As he designs the first work, frill after frill and embellishment after embellishment occur to him. These get stored away to be used "next time." ... The general tendency is to over-design the second system, using all the ideas and frills that were cautiously sidetracked on the first one. The result, as Ovid says, is a "big pile."
I so did this! On my first professional project I was all too aware that I had just fallen head-first off the apple cart, so I didn't try to overstep my bounds by a single inch. Then I got cocky, and on my second project, fashioning myself an old pro with all the self assurance of an armadillo at a crosswalk, I decided to throw all these new technologies I'd been learning about at the problem without any prior thought as to
a) whether they were appropriate uses of the technology or
b) whether they would solve the problem.
A "big pile" was the result. Oh sure, the thing worked, and we got paid, but sitting here four years later a couple shades wiser than then, I realize that a lot of pain would have been prevented if I had reined myself in a little more.

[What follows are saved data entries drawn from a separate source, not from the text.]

use ratatui::style::{Modifier, Style};
use serde::{Deserialize, Serialize};

pub mod catppuccin;
pub mod nord;
pub mod palette;

pub use palette::{dim_color, Palette};

#[derive(Debug, Clone, PartialEq)]
pub struct Theme {
    pub border: Style,
    pub border_focus: Style,

    pub input_text: Style,
    pub input_placeholder: Style,

    pub chip: Style,
    pub chip_armed: Style,
    pub chip_remove: Style,
    /// Accent styles avatars hash into, one per lane.
    pub avatar_lanes: Vec<Style>,

    pub list_item: Style,
    pub list_selected: Style,

    pub header_logo: Style,
    pub header_item: Style,
    pub header: Style,

    pub status_ready: Style,
    pub status_info: Style,
    pub status_error: Style,

    pub footer_segment_key: Style,
    pub footer_segment_val: Style,
    pub footer: Style,

    pub dimmed: Style,
}

#[derive(Debug, Clone, Copy, PartialEq, Eq, Deserialize, Serialize)]
#[serde(rename_all = "lowercase")]
pub enum PaletteType {
    CatppuccinMocha,
    Nord,
}

impl PaletteType {
    #[must_use]
    pub fn label(&self) -> &'static str {
        match self {
            PaletteType::CatppuccinMocha => "Catppuccin (Mocha)",
            PaletteType::Nord => "Nord",
        }
    }
}

impl Theme {
    #[must_use]
    pub fn from_palette_type(t: PaletteType) -> Self {
        match t {
            PaletteType::CatppuccinMocha => Self::from_palette(&catppuccin::CATPPUCCIN_MOCHA),
            PaletteType::Nord => Self::from_palette(&nord::NORD),
        }
    }

    #[must_use]
    pub fn from_palette(p: &Palette) -> Self {
        Self {
            border: Style::default().fg(p.surface1),
            border_focus: Style::default().fg(p.blue),

            input_text: Style::default().fg(p.text),
            input_placeholder: Style::default().fg(p.overlay).add_modifier(Modifier::DIM),

            chip: Style::default().bg(p.surface0).fg(p.text),
            chip_armed: Style::default()
                .bg(dim_color(p.red, 0.35))
                .fg(p.red)
                .add_modifier(Modifier::BOLD),
            chip_remove: Style::default().bg(p.surface0).fg(p.red),
            avatar_lanes: vec![
                Style::default().fg(p.red),
                Style::default().fg(p.green),
                Style::default().fg(p.yellow),
                Style::default().fg(p.blue),
                Style::default().fg(p.mauve),
                Style::default().fg(p.teal),
                Style::default().fg(p.peach),
            ],

            list_item: Style::default().fg(p.text),
            list_selected: Style::default()
                .bg(p.blue)
                .fg(p.crust)
                .add_modifier(Modifier::BOLD),

            header_logo: Style::default()
                .bg(p.blue)
                .fg(p.crust)
                .add_modifier(Modifier::BOLD),
            header_item: Style::default().bg(p.surface0).fg(p.text),
            header: Style::default().bg(p.base).fg(p.text),

            status_ready: Style::default()
                .bg(p.green)
                .fg(p.crust)
                .add_modifier(Modifier::BOLD),
            status_info: Style::default()
                .bg(p.blue)
                .fg(p.crust)
                .add_modifier(Modifier::BOLD),
            status_error: Style::default()
                .bg(p.red)
                .fg(p.crust)
                .add_modifier(Modifier::BOLD),

            footer_segment_key: Style::default()
                .bg(p.surface0)
                .fg(p.blue)
                .add_modifier(Modifier::BOLD),
            footer_segment_val: Style::default().bg(p.base).fg(p.text),
            footer: Style::default().bg(p.crust).fg(p.subtext),

            dimmed: Style::default().fg(p.overlay).add_modifier(Modifier::DIM),
        }
    }
}

impl Default for Theme {
    fn default() -> Self {
        Self::from_palette_type(PaletteType::CatppuccinMocha)
    }
}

Brooks goes on (if only I'd read this four years ago!):
How does the architect avoid the second-system effect? Well, obviously he can't skip his second system. But he can be conscious of the peculiar hazards of that system, and exert extra self-discipline to avoid functional ornamentation and to avoid extrapolation of functions that are obviated by changes in assumptions and purposes.
I refer to my early zealous days of throwing untested technologies at a problem "design by resume." It burned me pretty bad, and I'm reformed now.
For the project managers in his readership, Brooks closes with this:
How does the project manager avoid the second-system effect? By insisting on a senior architect who has at least two systems under his belt.
They say that ninety-nine percent of software projects fail. I would bet that at least forty of those percent are victims of the second-system effect.